## WHAT YOU WILL DO:
Copy out the lines below that hold the word "parts".
═════ DATA SHOWN
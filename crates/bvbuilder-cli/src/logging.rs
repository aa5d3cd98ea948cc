//! Diagnostics on stderr via `tracing-subscriber`.
//!
//! Only `main` installs the subscriber; the core and adapter crates just emit
//! events. Generated-file and table lines are *output*, not logs, and go
//! through [`crate::output::OutputManager`] instead.
//!
//! | Flag(s)   | bvbuilder crates | SQL statements |
//! |-----------|------------------|----------------|
//! | (none)    | WARN             | off            |
//! | `-v`      | INFO             | off            |
//! | `-vv`     | DEBUG            | off            |
//! | `-vvv`    | TRACE            | DEBUG          |
//! | `--quiet` | ERROR            | off            |
//!
//! A non-empty `RUST_LOG` replaces the table entirely.

use std::io::IsTerminal as _;

use tracing_subscriber::{EnvFilter, fmt, layer::SubscriberExt, util::SubscriberInitExt};

use crate::cli::GlobalArgs;

const CRATES: [&str; 3] = ["bvbuilder", "bvbuilder_core", "bvbuilder_adapters"];

/// Install the global subscriber. Call once, before the first event.
pub fn init_logging(args: &GlobalArgs) -> anyhow::Result<()> {
    let filter = EnvFilter::try_from_default_env()
        .unwrap_or_else(|_| EnvFilter::new(directives(args)));

    let layer = fmt::layer()
        .with_target(args.verbose >= 2)
        .with_ansi(!args.no_color && std::io::stderr().is_terminal())
        .with_writer(std::io::stderr);

    let registry = tracing_subscriber::registry().with(filter);
    // Timestamps only help once there is enough output to correlate.
    let installed = if args.verbose >= 2 {
        registry.with(layer).try_init()
    } else {
        registry.with(layer.without_time()).try_init()
    };
    installed.map_err(|e| anyhow::anyhow!("Failed to initialise tracing: {e}"))
}

/// Filter directives for the given flags.
fn directives(args: &GlobalArgs) -> String {
    let level = derive_level(args);
    let mut parts: Vec<String> = CRATES.iter().map(|c| format!("{c}={level}")).collect();
    if level == "trace" {
        parts.push("sqlx::query=debug".into());
    }
    parts.join(",")
}

fn derive_level(args: &GlobalArgs) -> &'static str {
    if args.quiet {
        return "error";
    }
    match args.verbose {
        0 => "warn",
        1 => "info",
        2 => "debug",
        _ => "trace",
    }
}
══════════
## TASK SOLUTION:
    let mut parts: Vec<String> = CRATES.iter().map(|c| format!("{c}={level}")).collect();
        parts.push("sqlx::query=debug".into());
    parts.join(",")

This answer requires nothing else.